Indicators are developed through a standardized process including:

Clear specifications (e.g. clear evidence provenance and success criteria)
Evidence requirements (e.g. automated tests, documentation, governance artifacts)
Internal and external expert review (e.g. transparency to both ethics experts and external auditors)
Pre-implementation pilot testing and post-implementation reliability analysis

Indicators are versioned and usage is logged through a transparent review cycle.

Standardized scoring and aggregation to support summary and drill-down analyses

Indicator-level (L4) scoring based on evidence quality and thresholds
Hierarchical weighting reflecting ethical risk and societal relevance
Higher-level aggregation (at L3, L2, and L1 levels) producing a structured integrity profile with support for drill-down and sum-up visualizations

The Index emphasizes interpretability and multi-dimensional assessment rather than simplistic ranking.

Weighting flexibility to express varied interpretative lenses

The weights used in roll-up formulas (L4s into L3s, L3s into L2s, and L2s into L1s) are configured as interpretative lenses. A communitarian cultural perspective might assess the relative importance of L4 indicators quite differently than an individualist cultural perspective. An EU-safety orientation might lead to different weights than an innovation-focused US orientation. And a long-term lens would be different than a lens that focuses on short-term risks. The AI Ethics index is realistic about the different cultural contexts in which it is used, and lenses permit valuational flexibility without needing to change the category tree itself.

Cross-cutting composites to engage stakeholders with special interests

Composite dimensions aggregate canonical indicators to provide outcome-focused and stakeholder-specific views. They impose no additional measurement burden—composites are derived from existing canonical measures. Examples:

Human Flourishing
Child & Youth Safety & Wellbeing
Elder Safety & Wellbeing
Self & Agency
Relationships & Community
Systems, Institutions & Environments
Agent Trust and Assurance
Educational Impact

Composite dimensions allow the AI Ethics Index to engage special interests, generating reliable and relevant insights.

Anti-gaming safeguards to maintain long-term relevance

The AI Ethics Index employs hidden evaluation sets, attested disclosures, and spot audits to prevent deceptive gaming.

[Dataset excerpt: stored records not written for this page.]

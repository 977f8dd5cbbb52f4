//! Multiplication strategy trait and the in-crate strategies.
//!
//! `Multiplier` is the narrow interface every algorithm implements.
//! `Operands` makes squaring an explicit request rather than something
//! inferred from two references pointing at the same digits.

use crate::base::Base;
use crate::digits::check_operand;
use crate::error::ArithError;
use crate::karatsuba::{multiply_karatsuba_with, KaratsubaConfig};
use crate::schoolbook::multiply_simple;

/// The operands of one multiplication.
#[derive(Debug, Clone, Copy, PartialEq, Eq)]
pub enum Operands<'a> {
    /// `a * a`; algorithms may share work between the two factors.
    Square(&'a [i32]),
    /// `a * b`.
    Product(&'a [i32], &'a [i32]),
}

impl<'a> Operands<'a> {
    /// The two factors, equal for a square.
    #[must_use]
    pub fn factors(&self) -> (&'a [i32], &'a [i32]) {
        match *self {
            Self::Square(a) => (a, a),
            Self::Product(a, b) => (a, b),
        }
    }

    /// Whether this is a squaring request.
    #[must_use]
    pub fn is_square(&self) -> bool {
        matches!(self, Self::Square(_))
    }

    /// Digits needed for the product of the raw operand lengths.
    #[must_use]
    pub fn product_len(&self) -> usize {
        let (a, b) = self.factors();
        a.len() + b.len()
    }

    /// Validate both factors against `base`.
    pub fn check(&self, base: Base) -> Result<(), ArithError> {
        match *self {
            Self::Square(a) => check_operand(base, a),
            Self::Product(a, b) => {
                check_operand(base, a)?;
                check_operand(base, b)
            }
        }
    }
}

/// Narrow interface for multiplication algorithms.
pub trait Multiplier: Send + Sync {
    /// Multiply the operands, returning `product_len()` canonical digits.
    fn multiply(&self, base: Base, operands: Operands<'_>) -> Result<Vec<i32>, ArithError>;

    /// Square `a`.
    fn square(&self, base: Base, a: &[i32]) -> Result<Vec<i32>, ArithError> {
        self.multiply(base, Operands::Square(a))
    }

    /// Get the name of this multiplication strategy.
    fn name(&self) -> &str;
}

/// O(n·m) schoolbook strategy.
#[derive(Debug, Clone, Copy, Default)]
pub struct SchoolbookMultiplier;

impl SchoolbookMultiplier {
    #[must_use]
    pub fn new() -> Self {
        Self
    }
}

impl Multiplier for SchoolbookMultiplier {
    fn multiply(&self, base: Base, operands: Operands<'_>) -> Result<Vec<i32>, ArithError> {
        operands.check(base)?;
        let (a, b) = operands.factors();
        let mut out = vec![0i32; operands.product_len()];
        multiply_simple(base, &mut out, a, b);
        Ok(out)
    }

    fn name(&self) -> &'static str {
        "Schoolbook"
    }
}

/// Karatsuba strategy with a configurable cutoff.
#[derive(Debug, Clone, Copy, Default)]
pub struct KaratsubaMultiplier {
    config: KaratsubaConfig,
}

impl KaratsubaMultiplier {
    #[must_use]
    pub fn new(config: KaratsubaConfig) -> Self {
        Self {
            config: config.normalize(),
        }
    }

    /// The active configuration.
    #[must_use]
    pub fn config(&self) -> &KaratsubaConfig {
        &self.config
    }
}

impl Multiplier for KaratsubaMultiplier {
    fn multiply(&self, base: Base, operands: Operands<'_>) -> Result<Vec<i32>, ArithError> {
        let (a, b) = operands.factors();
        multiply_karatsuba_with(&self.config, base, a, b)
    }

    fn name(&self) -> &'static str {
        "Karatsuba"
    }
}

All anti-gaming artifacts are transparent to professional auditors.

Lifecycle governance to maintain public trust

The Index supports continuous oversight through:

Stable IDs, semantic versioning, usage logs, automated consistency checks
Monitoring for version drift
Incident-triggered review
Annual governance and documentation review

This ensures the Index functions as ongoing governance infrastructure, not a one-time test.Composite dimensions allow the AI Ethics Index to engage special interests, generating reliable and relevant insights.

Independent expert review through professional auditing

All indicators, evidence methods, and scoring protocols undergo periodic review by an independent group of technical, ethical, and domain experts, including professional auditors, ensuring rigor, consistency, and alignment with current scientific and ethical standards.

Alignment With Global Standards

The AI Ethics Index is designed to align with leading frameworks for responsible, safe, and transparent AI development. Rather than introducing competing standards, the Index provides a unified structure that synthesizes and operationalizes the most credible guidance available.

The Index is aligned with:

NIST AI Risk Management Framework (1.0)
Mapping across governance, data quality, safety behaviors, human–AI interaction, monitoring, and documentation expectations.

EU AI Act

Alignment with requirements for high-risk systems, including transparency obligations, risk assessment, human oversight, robustness, post-deployment monitoring, and incident reporting.

ISO/IEC Standards (e.g., 23894:2023, 42001)

Integration of principles related to risk management, organizational governance, quality controls, and lifecycle management for AI systems.

Emerging safety and harm-benchmarks such as HELM Safety, AIR-Bench, HarmBench, and other open evaluation suites.